O Serviço Geológico do Brasil (SGB) encontrou concentrações relevantes de elementos terras raras no Cinturão Ribeira, faixa geológica que percorre São Paulo, Paraná e Santa Catarina.
Algumas amostras registraram teores superiores a 8 mil partes por milhão — patamar considerado elevado para esse tipo de ocorrência geológica.
Os resultados integram a fase inicial de um projeto de pesquisa que se estende até 2027, com novas idas a campo previstas ainda para este ano.
O trabalho incluiu coleta de amostras de solo e rocha em 15 municípios distribuídos pelos três estados: Itupeva, Alumínio, Morungaba, Capão Bonito, Juquiá, Jacupiranga, Cajati, Itapirapuã Paulista e Cananéia (SP); Cerro Azul, Castro, Carambeí e Tijucas do Sul (PR); além de Joinville e Garuva (SC).
As áreas foram priorizadas com base no Mapa de Potencial de Elementos Terras Raras (ETR) elaborado pelo próprio SGB. A coordenadora do Projeto Terras Raras, Lucy Takehara, explica que a próxima etapa focará nas regiões com resultados mais expressivos.

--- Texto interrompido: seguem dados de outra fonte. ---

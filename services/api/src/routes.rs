use crate::infra::AppState;
use crate::page::{form_with_defaults, parse_form, render_page, Outcome};
use axum::extract::Form;
use axum::http::StatusCode;
use axum::response::{Html, IntoResponse};
use axum::routing::{get, post};
use axum::{Extension, Json, Router};
use credit_risk::evaluation::evaluation_router;
use credit_risk::ApplicantSubmission;
use serde_json::json;
use std::collections::HashMap;
use tracing::{error, info};

pub(crate) fn with_page_routes(state: AppState) -> Router {
    evaluation_router(state.evaluator.clone())
        .route("/", get(index))
        .route("/evaluate", post(evaluate_form))
        .route("/health", get(healthcheck))
        .route("/ready", get(readiness_endpoint))
        .layer(Extension(state))
}

pub(crate) async fn index() -> Html<String> {
    Html(render_page(&ApplicantSubmission::default(), None))
}

pub(crate) async fn evaluate_form(
    Extension(state): Extension<AppState>,
    Form(fields): Form<HashMap<String, String>>,
) -> (StatusCode, Html<String>) {
    let submission = match parse_form(&fields) {
        Ok(submission) => submission,
        Err(message) => {
            info!(error = %message, "form submission rejected");
            let page = render_page(&form_with_defaults(&fields), Some(Outcome::Rejected(&message)));
            return (StatusCode::UNPROCESSABLE_ENTITY, Html(page));
        }
    };

    match state.evaluator.evaluate(&submission) {
        Ok(assessment) => {
            info!(
                verdict = %assessment.verdict,
                probability_percent = assessment.probability_percent(),
                "form submission evaluated"
            );
            let page = render_page(&submission, Some(Outcome::Assessed(&assessment)));
            (StatusCode::OK, Html(page))
        }
        Err(err) if err.is_rejection() => {
            info!(error = %err, "form submission rejected");
            let message = err.to_string();
            let page = render_page(&submission, Some(Outcome::Rejected(&message)));
            (StatusCode::UNPROCESSABLE_ENTITY, Html(page))
        }
        Err(err) => {
            error!(error = %err, "form evaluation failed");
            let message = err.to_string();
            let page = render_page(&submission, Some(Outcome::Failed(&message)));
            (StatusCode::INTERNAL_SERVER_ERROR, Html(page))
        }
    }
}

pub(crate) async fn healthcheck() -> Json<serde_json::Value> {
    Json(json!({ "status": "ok" }))
}

pub(crate) async fn readiness_endpoint(Extension(state): Extension<AppState>) -> impl IntoResponse {
    let ready = state.readiness.load(std::sync::atomic::Ordering::Relaxed);
    let status = if ready {
        StatusCode::OK
    } else {
        StatusCode::SERVICE_UNAVAILABLE
    };

    let payload = if ready {
        json!({ "status": "ready" })
    } else {
        json!({ "status": "initializing" })
    };

    (status, Json(payload))
}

“Essa primeira fase de amostragem foi um estudo regional. Agora, nas áreas em que identificamos teores mais elevados, faremos um detalhamento com amostragens mais sistemáticas para identificação ou confirmação desses teores anômalos”, afirmou a pesquisadora.
A região é conhecida pela presença de minerais associados a terras raras tanto em complexos alcalino-carbonatíticos quanto em rochas graníticas. Novas visitas a campo previstas para 2026 incluirão municípios paulistas como Sete Barras, Tapiraí, Piedade e Natividade da Serra.
Takehara ressaltou que a identificação positiva não equivale à confirmação de uma jazida pronta para exploração. O objetivo da fase atual é ampliar o conhecimento geológico e subsidiar mapas de favorabilidade mineral em escala mais detalhada.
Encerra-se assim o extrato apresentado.